Zum Tod von Hatto Beyerle, 20. Juni 1933 – 16. Oktober 2023

19.10.2023

Hatto Beyerle unterrichtete an der Hochschule für Musik Basel zwischen 1990 und 2004 Viola und Kammermusik und hat während dieser Zeit viele seiner Studierenden entscheidend geprägt. Wie ehemalige Studentinnen und Studenten beschreiben, waren sein Vorbild, seine Arbeit als Lehrer und Mentor eine unerschöpfliche Quelle der Inspiration und Kraft, die sie auch ihr ganzes späteres Berufsleben lang begleitet, ob als Kammermusiker:innen, solistisch, im Orchester oder als Lehrer:innen. Die Zusammenarbeit mit seinen Kolleginnen und Kollegen an der Basler Hochschule für Musik war immer getragen von grossem Engagement, gegenseitigem Interesse und dem gemeinsamen Ringen um höchste Qualität sowie die stetige Weiterentwicklung der künstlerischen Ausdrucksmittel. Dies bleibt allen in wertvoller und lebendiger Erinnerung.

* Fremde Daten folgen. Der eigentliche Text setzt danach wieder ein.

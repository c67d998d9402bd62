//! Threshold crossing detector.
//!
//! Compares each poll cycle's snapshots against the immediately preceding
//! cycle and emits alert events for metric changes beyond the configured
//! thresholds.

use compact_str::CompactString;
use defiwatch_core::fmt::format_usd;
use defiwatch_core::{now_ms, AlertEvent, Direction, MetricKind, Severity, Snapshot};
use std::collections::HashMap;
use tracing::{debug, warn};

/// Configuration for the threshold detector.
#[derive(Debug, Clone)]
pub struct DetectorConfig {
    /// Master switch; when false, `check` is a no-op.
    pub enabled: bool,
    /// Price change threshold in percent.
    pub price_threshold_pct: f64,
    /// TVL change threshold in percent.
    pub tvl_threshold_pct: f64,
    /// APY change threshold in absolute percentage points.
    pub apy_threshold_pts: f64,
}

impl Default for DetectorConfig {
    fn default() -> Self {
        Self {
            enabled: true,
            price_threshold_pct: 5.0,
            tvl_threshold_pct: 10.0,
            apy_threshold_pts: 1.0,
        }
    }
}

/// Stateful detector holding the last-seen snapshot per protocol.
///
/// The baseline map starts empty, so the first observation of any protocol
/// never alerts. Baselines live only for the process lifetime and are owned
/// exclusively by this instance; callers in a concurrent setting must
/// confine it to a single task or guard it themselves.
#[derive(Debug)]
pub struct ThresholdDetector {
    config: DetectorConfig,
    baselines: HashMap<CompactString, Snapshot>,
}

impl ThresholdDetector {
    /// Create a new detector with the given configuration and no baselines.
    pub fn new(config: DetectorConfig) -> Self {
        Self {
            config,
            baselines: HashMap::new(),
        }
    }

    pub fn config(&self) -> &DetectorConfig {
        &self.config
    }

    /// Number of protocols with an established baseline.
    pub fn baseline_count(&self) -> usize {
        self.baselines.len()
    }

    /// Compare a batch of current snapshots against the stored baselines
    /// and return the alerts that fired.
    ///
    /// Every well-formed entry in the batch replaces its baseline whether or
    /// not it alerted, so each pass compares only against the immediately
    /// preceding one. Entries without a protocol id are skipped and do not
    /// touch the baseline. Order is stable per protocol: price, tvl, apy.
    pub fn check(&mut self, current: &[Snapshot]) -> Vec<AlertEvent> {
        if !self.config.enabled {
            return Vec::new();
        }

        let mut alerts = Vec::new();

        for snap in current {
            if snap.protocol_id.is_empty() {
                warn!(name = %snap.name, "skipping snapshot without protocol id");
                continue;
            }

            match self.baselines.get(&snap.protocol_id) {
                Some(prev) => self.compare(prev, snap, &mut alerts),
                None => {
                    debug!(protocol = %snap.protocol_id, "baseline established");
                }
            }
        }

        for snap in current {
            if !snap.protocol_id.is_empty() {
                self.baselines.insert(snap.protocol_id.clone(), snap.clone());
            }
        }

        alerts
    }

    fn compare(&self, prev: &Snapshot, curr: &Snapshot, alerts: &mut Vec<AlertEvent>) {
        if let Some(delta) = percent_delta(prev.price_usd, curr.price_usd) {
            if delta.abs() >= self.config.price_threshold_pct {
                let direction = Direction::from_delta(delta);
                alerts.push(AlertEvent {
                    metric: MetricKind::Price,
                    protocol_id: curr.protocol_id.clone(),
                    protocol_name: curr.name.clone(),
                    severity: escalate(delta, self.config.price_threshold_pct),
                    direction,
                    message: format!(
                        "{} {} by {:.2}%!\nPrevious: ${:.4}\nCurrent: ${:.4}",
                        direction.arrow(),
                        direction.label(),
                        delta.abs(),
                        prev.price_usd.unwrap_or_default(),
                        curr.price_usd.unwrap_or_default(),
                    ),
                    detected_at_ms: now_ms(),
                });
            }
        }

        if let Some(delta) = percent_delta(prev.tvl_usd, curr.tvl_usd) {
            if delta.abs() >= self.config.tvl_threshold_pct {
                let direction = Direction::from_delta(delta);
                alerts.push(AlertEvent {
                    metric: MetricKind::Tvl,
                    protocol_id: curr.protocol_id.clone(),
                    protocol_name: curr.name.clone(),
                    severity: escalate(delta, self.config.tvl_threshold_pct),
                    direction,
                    message: format!(
                        "{} {} by {:.2}%!\nPrevious: ${}\nCurrent: ${}",
                        direction.arrow(),
                        direction.label(),
                        delta.abs(),
                        format_usd(prev.tvl_usd.unwrap_or_default()),
                        format_usd(curr.tvl_usd.unwrap_or_default()),
                    ),
                    detected_at_ms: now_ms(),
                });
            }
        }

        if let (Some(prev_apy), Some(curr_apy)) = (prev.apy_pct, curr.apy_pct) {
            let delta = curr_apy - prev_apy;
            if delta.abs() >= self.config.apy_threshold_pts {
                let direction = Direction::from_delta(delta);
                alerts.push(AlertEvent {
                    metric: MetricKind::Apy,
                    protocol_id: curr.protocol_id.clone(),
                    protocol_name: curr.name.clone(),
                    // APY swings are routine; never escalate past MEDIUM
                    severity: Severity::Medium,
                    direction,
                    message: format!(
                        "{} {} by {:.2}%!\nPrevious: {:.2}%\nCurrent: {:.2}%",
                        direction.arrow(),
                        direction.label(),
                        delta.abs(),
                        prev_apy,
                        curr_apy,
                    ),
                    detected_at_ms: now_ms(),
                });
            }
        }
    }
}

/// Percent delta between previous and current values.
///
/// Returns None if either value is absent or the previous value is zero,
/// which suppresses the check entirely (no division, no alert).
fn percent_delta(prev: Option<f64>, curr: Option<f64>) -> Option<f64> {
    let prev = prev?;
    let curr = curr?;
    if prev == 0.0 {
        return None;
    }
    Some((curr - prev) / prev * 100.0)
}

/// HIGH at twice the base threshold, MEDIUM below; inclusive boundary.
fn escalate(delta: f64, threshold: f64) -> Severity {
    if delta.abs() >= threshold * 2.0 {
        Severity::High
    } else {
        Severity::Medium
    }
}
//! Core data types for DeFi protocol monitoring.

pub mod alert;
pub mod fmt;
pub mod protocol;
pub mod snapshot;

pub use alert::*;
pub use protocol::*;
pub use snapshot::*;

/// Current time as milliseconds since the Unix epoch.
pub fn now_ms() -> u64 {
    std::time::SystemTime::now()
        .duration_since(std::time::UNIX_EPOCH)
        .unwrap_or_default()
        .as_millis() as u64
}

Hatto Beyerle war zuvor Mitbegründer des Kammerorchesters Wiener Solisten und des bedeutenden und weltweit renommierten Alban Berg Quartetts. Mit letzterem gewann er zahlreiche internationale Preise. Von der deutschen Phonoakademie wurde er zweimal mit dem Titel Künstler des Jahres ausgezeichnet.

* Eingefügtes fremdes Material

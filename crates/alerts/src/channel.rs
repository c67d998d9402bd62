//! Alert channel abstraction.

use async_trait::async_trait;
use defiwatch_core::AlertEvent;
use std::time::Duration;
use thiserror::Error;

/// Errors a delivery channel can produce.
#[derive(Debug, Error)]
pub enum ChannelError {
    #[error("HTTP request failed: {0}")]
    Http(#[from] reqwest::Error),

    #[error("Webhook returned HTTP {0}")]
    Status(u16),

    #[error("{failed} of {total} webhook posts failed")]
    Partial { failed: usize, total: usize },

    #[error("SMTP transport error: {0}")]
    Smtp(#[from] lettre::transport::smtp::Error),

    #[error("Invalid email message: {0}")]
    Message(#[from] lettre::error::Error),

    #[error("Invalid email address: {0}")]
    Address(#[from] lettre::address::AddressError),

    #[error("Delivery timed out after {0:?}")]
    Timeout(Duration),
}

/// One delivery backend.
///
/// `deliver` attempts the entire batch as one operation and reports a single
/// success or failure; the dispatcher treats a partially delivered batch as
/// a channel failure.
#[async_trait]
pub trait AlertChannel: Send + Sync {
    fn name(&self) -> &'static str;

    async fn deliver(&self, events: &[AlertEvent]) -> Result<(), ChannelError>;
}

/// Result of one channel's delivery attempt.
#[derive(Debug, Clone, PartialEq, Eq)]
pub enum DeliveryResult {
    /// Whole batch delivered; carries the number of events.
    Delivered(usize),
    /// Delivery failed; terminal for this call, no automatic retry.
    Failed(String),
}

/// Per-channel outcome of a dispatch call.
#[derive(Debug, Clone, PartialEq, Eq)]
pub struct DeliveryOutcome {
    pub channel: &'static str,
    pub result: DeliveryResult,
}

impl DeliveryOutcome {
    pub fn delivered_count(&self) -> usize {
        match self.result {
            DeliveryResult::Delivered(n) => n,
            DeliveryResult::Failed(_) => 0,
        }
    }
}

/// Format an epoch-millis timestamp for human-facing output.
pub(crate) fn format_timestamp(ms: u64) -> String {
    chrono::DateTime::from_timestamp_millis(ms as i64)
        .map(|t| t.format("%Y-%m-%d %H:%M:%S UTC").to_string())
        .unwrap_or_else(|| ms.to_string())
}

#[cfg(test)]
mod tests {
    use super::*;
    use pretty_assertions::assert_eq;

    #[test]
    fn test_delivered_count() {
        let ok = DeliveryOutcome {
            channel: "console",
            result: DeliveryResult::Delivered(3),
        };
        let failed = DeliveryOutcome {
            channel: "webhook",
            result: DeliveryResult::Failed("HTTP 500".to_string()),
        };
        assert_eq!(ok.delivered_count(), 3);
        assert_eq!(failed.delivered_count(), 0);
    }

    #[test]
    fn test_format_timestamp() {
        assert_eq!(format_timestamp(0), "1970-01-01 00:00:00 UTC");
    }
}
//! Console alert channel.

use crate::channel::{format_timestamp, AlertChannel, ChannelError};
use async_trait::async_trait;
use defiwatch_core::AlertEvent;

/// Writes the alert batch to stdout as a banner block. Infallible.
#[derive(Debug, Default)]
pub struct ConsoleChannel;

impl ConsoleChannel {
    pub fn new() -> Self {
        Self
    }

    fn render(events: &[AlertEvent]) -> String {
        let rule = "=".repeat(60);
        let mut out = format!("\n{rule}\n🚨 ALERTS TRIGGERED\n{rule}\n");
        for event in events {
            out.push_str(&format!(
                "\n[{}] {} - {}\n{}\nTime: {}\n",
                event.severity.as_str(),
                event.protocol_name.to_uppercase(),
                event.metric.as_str().to_uppercase(),
                event.message,
                format_timestamp(event.detected_at_ms),
            ));
        }
        out.push_str(&format!("{rule}\n"));
        out
    }
}

#[async_trait]
impl AlertChannel for ConsoleChannel {
    fn name(&self) -> &'static str {
        "console"
    }

    async fn deliver(&self, events: &[AlertEvent]) -> Result<(), ChannelError> {
        println!("{}", Self::render(events));
        Ok(())
    }
}

#[cfg(test)]
mod tests {
    use super::*;
    use defiwatch_core::{Direction, MetricKind, Severity};

    fn event() -> AlertEvent {
        AlertEvent {
            metric: MetricKind::Price,
            protocol_id: "aave".into(),
            protocol_name: "Aave V3".to_string(),
            severity: Severity::High,
            direction: Direction::Decreased,
            message: "📉 DECREASED by 12.00%!\nPrevious: $100.0000\nCurrent: $88.0000"
                .to_string(),
            detected_at_ms: 0,
        }
    }

    #[test]
    fn test_render_contains_severity_and_protocol() {
        let text = ConsoleChannel::render(&[event()]);
        assert!(text.contains("[HIGH] AAVE V3 - PRICE"));
        assert!(text.contains("DECREASED by 12.00%"));
        assert!(text.contains("1970-01-01"));
    }

    #[tokio::test]
    async fn test_deliver_never_fails() {
        let channel = ConsoleChannel::new();
        assert!(channel.deliver(&[event()]).await.is_ok());
    }
}
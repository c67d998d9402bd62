//! Discord webhook alert channel.

use crate::channel::{format_timestamp, AlertChannel, ChannelError};
use async_trait::async_trait;
use defiwatch_core::{AlertEvent, Severity};
use serde_json::json;
use std::time::Duration;
use tracing::warn;

const HIGH_COLOR: u32 = 0xff0000;
const MEDIUM_COLOR: u32 = 0xffff00;

/// Posts one Discord embed per alert event.
///
/// Posts are sequential; a failed post does not abort the remaining ones,
/// but any failure marks the whole batch as failed for counting purposes.
#[derive(Debug)]
pub struct WebhookChannel {
    url: String,
    client: reqwest::Client,
}

impl WebhookChannel {
    pub fn new(url: String, timeout: Duration) -> Result<Self, ChannelError> {
        let client = reqwest::Client::builder().timeout(timeout).build()?;
        Ok(Self { url, client })
    }

    fn embed(event: &AlertEvent) -> serde_json::Value {
        let color = match event.severity {
            Severity::High => HIGH_COLOR,
            Severity::Medium => MEDIUM_COLOR,
        };
        json!({
            "embeds": [{
                "title": format!("🚨 DeFi Alert: {}", event.protocol_name.to_uppercase()),
                "description": event.message,
                "color": color,
                "fields": [
                    {"name": "Type", "value": event.metric.as_str().to_uppercase(), "inline": true},
                    {"name": "Severity", "value": event.severity.as_str(), "inline": true},
                    {"name": "Time", "value": format_timestamp(event.detected_at_ms), "inline": false},
                ],
            }]
        })
    }

    async fn post(&self, event: &AlertEvent) -> Result<(), ChannelError> {
        let response = self
            .client
            .post(&self.url)
            .json(&Self::embed(event))
            .send()
            .await?;
        let status = response.status();
        if !status.is_success() {
            return Err(ChannelError::Status(status.as_u16()));
        }
        Ok(())
    }
}

#[async_trait]
impl AlertChannel for WebhookChannel {
    fn name(&self) -> &'static str {
        "webhook"
    }

    async fn deliver(&self, events: &[AlertEvent]) -> Result<(), ChannelError> {
        let mut failed = 0usize;
        for event in events {
            if let Err(e) = self.post(event).await {
                warn!(protocol = %event.protocol_id, error = %e, "webhook post failed");
                failed += 1;
            }
        }

        if failed > 0 {
            return Err(ChannelError::Partial {
                failed,
                total: events.len(),
            });
        }
        Ok(())
    }
}

#[cfg(test)]
mod tests {
    use super::*;
    use defiwatch_core::{Direction, MetricKind};

    fn event(severity: Severity) -> AlertEvent {
        AlertEvent {
            metric: MetricKind::Tvl,
            protocol_id: "lido".into(),
            protocol_name: "Lido".to_string(),
            severity,
            direction: Direction::Decreased,
            message: "📉 DECREASED by 25.00%!".to_string(),
            detected_at_ms: 0,
        }
    }

    #[test]
    fn test_embed_color_tracks_severity() {
        let high = WebhookChannel::embed(&event(Severity::High));
        let medium = WebhookChannel::embed(&event(Severity::Medium));
        assert_eq!(high["embeds"][0]["color"], HIGH_COLOR);
        assert_eq!(medium["embeds"][0]["color"], MEDIUM_COLOR);
    }

    #[test]
    fn test_embed_fields() {
        let embed = WebhookChannel::embed(&event(Severity::High));
        assert_eq!(embed["embeds"][0]["title"], "🚨 DeFi Alert: LIDO");
        assert_eq!(embed["embeds"][0]["fields"][0]["value"], "TVL");
        assert_eq!(embed["embeds"][0]["fields"][1]["value"], "HIGH");
    }

    #[tokio::test]
    async fn test_unreachable_webhook_reports_partial_failure() {
        let channel = WebhookChannel::new(
            "http://127.0.0.1:9/webhook".to_string(),
            Duration::from_millis(500),
        )
        .unwrap();

        let events = [event(Severity::High), event(Severity::Medium)];
        match channel.deliver(&events).await {
            Err(ChannelError::Partial { failed, total }) => {
                assert_eq!(failed, 2);
                assert_eq!(total, 2);
            }
            other => panic!("expected partial failure, got {other:?}"),
        }
    }
}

Dem VAN-Online-Magazin für klassische Musik gab Hatto Beyerle noch im Frühjahr 2022 ein Interview bei sich zu Hause, in der Nähe von Hannover, wo er seit den 1980er Jahren lebte. Die Journalistin Irene Suchy schreibt über ihn: «Die Begeisterung und Bewunderung für Virtuosität und Können der zeitgenössischen Künstler:innen hat ihn jung gehalten. Seine Ansichten zur Musik gleiten immer wieder in die Ideen zum Unterrichten.» Und dann schildert er, was für ihn das Besondere am Streichquartett ist:

«Wir sind alle in uns, jeder ist in sich gefangen. Es wäre interessant, wenn ich die Welt einmal durch deine Augen und deine Sinne wahrnehmen könnte, deine Sinne und deine Wahrnehmungen haben einen ganz anderen Hintergrund. Du bist später geboren, du hast den Krieg nicht erlebt, wahrscheinlich nicht. Und deine Erfahrungen sind vollkommen andere als meine, wo ich als Zwölfjähriger nicht begriffen habe, wenn eine Bombe einschlägt. Das ist gefährlich. Und so bin ich in mir gefangen und jeder ist in sich gefangen und keiner kann aus sich heraus. Wenn du Quartett spielst, bleibt ein Teil von dir gefangen, aber ein anderer Teil muss in die Gemeinsamkeit übergehen. Und wenn er das nicht kann, dann wird nichts draus.
Und das ist das Phänomen, das ich bis heute nicht begreife, wie das geschehen kann. Aber ich weiß, dass es geschehen kann: dass selbst gegensätzliche Charaktere in dem Bemühen, aus diesen vier Stimmen etwas Gemeinsames zu machen, etwas Neues entstehen lassen, ein Einziges. Dieses Phänomen ist mir bis heute unbegreiflich.»